> [Goal of the exercise]
Will you return, word for word, only the lines from the top of the data below down to and including the one with "layer is installed"?

======

//! Validation layer detection and the debug messenger that forwards its
//! messages to [`tracing`].
//!
//! Diagnostics are opt-in by availability: when the configured validation
//! layer is installed and the loader exposes `VK_EXT_debug_utils`, the
//! instance is created with both enabled and a messenger is attached.
//! Otherwise the instance is created bare and no messenger ever exists.

use std::sync::Arc;

use vulkano::instance::{
    debug::{
        DebugUtilsMessageSeverity, DebugUtilsMessageType, DebugUtilsMessengerCreateInfo, Message,
    },
    InstanceExtensions,
};

/// Returns `true` when `layer` is among `available` and the debug utils
/// extension can be enabled alongside it.
pub fn diagnostics_available<'a>(
    available: impl IntoIterator<Item = &'a str>,
    layer: &str,
    debug_utils_supported: bool,
) -> bool {
    debug_utils_supported && available.into_iter().any(|name| name == layer)
}

/// Extensions and layers to request at instance creation.
#[derive(Debug, Clone, PartialEq, Eq)]
pub struct InstanceRequest {
    pub extensions: InstanceExtensions,
    pub layers: Vec<String>,
}

impl InstanceRequest {
    /// `required` is what the windowing system needs to present. Passing a
    /// validation layer appends `VK_EXT_debug_utils` and enables that layer.
    pub fn new(required: InstanceExtensions, validation_layer: Option<&str>) -> Self {
        match validation_layer {
            Some(layer) => Self {
                extensions: required.union(&InstanceExtensions {
                    ext_debug_utils: true,
                    ..InstanceExtensions::empty()
                }),
                layers: vec![layer.to_owned()],
            },
            None => Self {
                extensions: required,
                layers: Vec::new(),
            },
        }
    }

    pub fn diagnostics_enabled(&self) -> bool {
        !self.layers.is_empty()
    }
}

/// All severities and all message types, routed to [`log_message`].
///
/// Built fresh for each use: once chained into instance creation, once for
/// the long-lived messenger.
pub fn messenger_create_info() -> DebugUtilsMessengerCreateInfo {
    DebugUtilsMessengerCreateInfo {
        message_severity: DebugUtilsMessageSeverity {
            error: true,
            warning: true,
            verbose: true,
            ..DebugUtilsMessageSeverity::empty()
        },
        message_type: DebugUtilsMessageType {
            general: true,
            validation: true,
            performance: true,
            ..DebugUtilsMessageType::empty()
        },
        ..DebugUtilsMessengerCreateInfo::user_callback(Arc::new(log_message))
    }
}

#[derive(Debug, Clone, Copy, PartialEq, Eq)]
pub enum MessageLevel {
    Error,
    Warning,
    Info,
    Verbose,
}

impl MessageLevel {
    /// Most severe flag wins when several are set.
    pub fn from_severity(severity: &DebugUtilsMessageSeverity) -> Self {
        if severity.error {
            MessageLevel::Error
        } else if severity.warning {
            MessageLevel::Warning
        } else if severity.information {
            MessageLevel::Info
        } else {
            MessageLevel::Verbose
        }
    }
}

pub fn message_kind(ty: &DebugUtilsMessageType) -> &'static str {
    if ty.validation {
        "VALIDATION"
    } else if ty.performance {
        "PERFORMANCE"
    } else if ty.general {
        "GENERAL"
    } else {
        "UNKNOWN"
    }
}

/// Messenger callback. Never aborts the call that produced the message.
fn log_message(msg: &Message<'_>) {
    let kind = message_kind(&msg.ty);
    let layer = msg.layer_prefix.unwrap_or("unknown");

    match MessageLevel::from_severity(&msg.severity) {
        MessageLevel::Error => {
            tracing::error!(target: "validation_layer", "[{}] {}: {}", kind, layer, msg.description)
        }
        MessageLevel::Warning => {
            tracing::warn!(target: "validation_layer", "[{}] {}: {}", kind, layer, msg.description)
        }
        MessageLevel::Info => {
            tracing::info!(target: "validation_layer", "[{}] {}: {}", kind, layer, msg.description)
        }
        MessageLevel::Verbose => {
            tracing::debug!(target: "validation_layer", "[{}] {}: {}", kind, layer, msg.description)
        }
    }
}

#[cfg(test)]
mod tests {
    use super::*;
    use crate::config::VALIDATION_LAYER;

    fn window_extensions() -> InstanceExtensions {
        InstanceExtensions {
            khr_surface: true,
            khr_xlib_surface: true,
            ..InstanceExtensions::empty()
        }
    }

    #[test]
    fn detects_layer_only_with_debug_utils() {
        let layers = ["VK_LAYER_MESA_device_select", VALIDATION_LAYER];

        assert!(diagnostics_available(layers, VALIDATION_LAYER, true));
        assert!(!diagnostics_available(layers, VALIDATION_LAYER, false));
        assert!(!diagnostics_available(
            ["VK_LAYER_MESA_device_select"],
            VALIDATION_LAYER,
            true
        ));
        assert!(!diagnostics_available([], VALIDATION_LAYER, true));
    }

    #[test]
    fn request_without_layer_is_window_extensions_only() {
        let request = InstanceRequest::new(window_extensions(), None);

        assert!(request.layers.is_empty());
        assert!(!request.diagnostics_enabled());
        assert_eq!(request.extensions, window_extensions());
        assert!(!request.extensions.ext_debug_utils);
    }

    #[test]
    fn request_with_layer_adds_one_layer_and_debug_utils() {
        let request = InstanceRequest::new(window_extensions(), Some(VALIDATION_LAYER));

        assert_eq!(request.layers, vec![VALIDATION_LAYER.to_owned()]);
        assert!(request.diagnostics_enabled());
        assert!(request.extensions.ext_debug_utils);
        assert!(request.extensions.khr_surface);
        assert!(request.extensions.khr_xlib_surface);
    }

    #[test]
    fn messenger_listens_to_every_severity_and_type() {
        let info = messenger_create_info();

        assert!(info.message_severity.error);
        assert!(info.message_severity.warning);
        assert!(info.message_severity.verbose);
        assert!(info.message_type.general);
        assert!(info.message_type.validation);
        assert!(info.message_type.performance);
    }

    #[test]
    fn most_severe_flag_wins() {
        let severity = DebugUtilsMessageSeverity {
            warning: true,
            verbose: true,
            ..DebugUtilsMessageSeverity::empty()
        };
        assert_eq!(MessageLevel::from_severity(&severity), MessageLevel::Warning);

        let severity = DebugUtilsMessageSeverity {
            error: true,
            warning: true,
            ..DebugUtilsMessageSeverity::empty()
        };
        assert_eq!(MessageLevel::from_severity(&severity), MessageLevel::Error);

        assert_eq!(
            MessageLevel::from_severity(&DebugUtilsMessageSeverity::empty()),
            MessageLevel::Verbose
        );
    }

    #[test]
    fn kind_prefers_validation() {
        let ty = DebugUtilsMessageType {
            general: true,
            validation: true,
            ..DebugUtilsMessageType::empty()
        };
        assert_eq!(message_kind(&ty), "VALIDATION");
        assert_eq!(message_kind(&DebugUtilsMessageType::empty()), "UNKNOWN");
    }
}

======

> [Final answer]
//! Validation layer detection and the debug messenger that forwards its
//! messages to [`tracing`].
//!
//! Diagnostics are opt-in by availability: when the configured validation
//! layer is installed and the loader exposes `VK_EXT_debug_utils`, the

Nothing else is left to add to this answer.